The Belgian claimant submitted its arguments in July 2020. They contended for jurisdiction under Article 7 of the Brussels Regulation on the basis that services were provided in Belgium, via Simona's offices and the reason for the arrangement was to work together in Antwerp. That was supported by statements giving evidence that Mr Nagel used to attend offices in Antwerp and do business there. On that basis it was argued that the centre of gravity or characteristic performance was in Antwerp.

21

On 30 September 2020, the Nagel parties filed their submissions in response to the Belgian Court's directions. They did not make any substantive submissions on jurisdiction. There was no reference to and therefore no dispute of the points based on Article 7.

22

A hearing then took place in the Belgian Court on 5 January 2021, leading to an “Interim Judgment” on 2 February 2021. The hearing was attended by Nagel and their Belgian lawyers.

23

In that Interim Judgment, the Belgian Court found that:

i) “ it is necessary to first consider the question of international jurisdiction (and competence), and only after that can the forgery claim be considered”. I accept the submission of the First and Second Defendants that this means that it found that it had to determine jurisdiction before the forgery issues.

24

It stated that the assessment of jurisdiction had to be based on the phrasing of the summonses independent of the merits:

“In ruling on the international jurisdiction and competence of the court, one cannot anticipate the assessment of the merits, nor can one assess given documents.
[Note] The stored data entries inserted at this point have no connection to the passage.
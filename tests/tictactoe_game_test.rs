//! Tests for move application, terminal states and reset.

use tic_tac_toe::{
    Board, GameOutcome, GameState, LINES, Mark, MoveError, Position, Square, apply_move,
    status_text,
};

fn play_all(moves: &[usize]) -> GameState {
    let mut game = GameState::new();
    for &index in moves {
        game.play_index(index).expect("Valid move");
    }
    game
}

#[test]
fn test_first_move() {
    let game = play_all(&[0]);
    assert_eq!(game.board().get(Position::TopLeft), Square::Occupied(Mark::X));
    assert_eq!(game.turn(), Mark::O);
    assert_eq!(status_text(&game.outcome(), game.turn()), "Turn: Player O");
}

#[test]
fn test_column_win() {
    let game = play_all(&[0, 1, 3, 4, 6]);
    let outcome = game.outcome();
    assert_eq!(outcome, GameOutcome::Win(Mark::X, LINES[3]));
    assert_eq!(LINES[3].indices(), [0, 3, 6]);
    assert_eq!(status_text(&outcome, game.turn()), "Winner: Player X");
}

#[test]
fn test_draw() {
    let game = play_all(&[0, 1, 2, 4, 3, 5, 7, 6, 8]);
    assert_eq!(game.outcome(), GameOutcome::Draw);
    assert_eq!(
        status_text(&game.outcome(), game.turn()),
        "Draw game — no more moves."
    );
}

#[test]
fn test_occupied_cell_never_changes_state() {
    let mut game = play_all(&[4, 0]);
    for index in [4, 0] {
        let before = game.clone();
        assert!(matches!(
            game.play_index(index),
            Err(MoveError::SquareOccupied(_))
        ));
        assert_eq!(game, before);
    }
}

#[test]
fn test_moves_after_win_rejected() {
    let mut game = play_all(&[0, 1, 3, 4, 6]);
    let before = game.clone();
    for index in [2, 5, 7, 8] {
        assert_eq!(game.play_index(index), Err(MoveError::GameOver));
        assert_eq!(game, before);
    }
}

#[test]
fn test_moves_after_draw_rejected() {
    let mut game = play_all(&[0, 1, 2, 4, 3, 5, 7, 6, 8]);
    let before = game.clone();
    assert_eq!(game.play(Position::Center), Err(MoveError::GameOver));
    assert_eq!(game, before);
}

#[test]
fn test_reset_after_win() {
    let mut game = play_all(&[0, 1, 3, 4, 6]);
    game.reset();
    assert_eq!(game.board(), &Board::new());
    assert_eq!(game.turn(), Mark::X);
    assert_eq!(game.outcome(), GameOutcome::InProgress);
}

#[test]
fn test_pure_apply_move_rejects_decided_board() {
    let game = play_all(&[0, 1, 3, 4, 6]);
    assert_eq!(
        apply_move(game.board(), game.turn(), Position::BottomRight),
        Err(MoveError::GameOver)
    );
}

#[test]
fn test_turn_alternates() {
    let mut game = GameState::new();
    let mut expected = Mark::X;
    for index in [4, 0, 8, 2] {
        assert_eq!(game.turn(), expected);
        game.play_index(index).expect("Valid move");
        expected = expected.opponent();
    }
    assert_eq!(game.board().count(Mark::X), 2);
    assert_eq!(game.board().count(Mark::O), 2);
}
At best, there can be a prima facie assessment of given documents or a given merit of the matter (insofar as such is useful in judging the question of jurisdiction and competence), while a claim of forgery requires a specific investigation, as laid down by the Judicial Code.”

25

It considered the lis pendens issue noting that it could no longer apply now that the English Claim was concluded. It then concluded that it had jurisdiction to determine the dispute. The Court noted that the defendants apparently do not (or no longer) dispute that the services were performed in Antwerp.

26

The Court found that, as submitted by PDC, the services provided by the Nagel parties were performed in Belgium founding jurisdiction under Article 7.1 of the Brussels Regulation:

“PLUCZENIK demonstrates that the services were provided in Belgium, which is neither refuted nor disputed by the defendants. … The court thus finds that it has the required jurisdiction to take cognisance of the claims made by the parties”.

27

On the forgery issue the Court found...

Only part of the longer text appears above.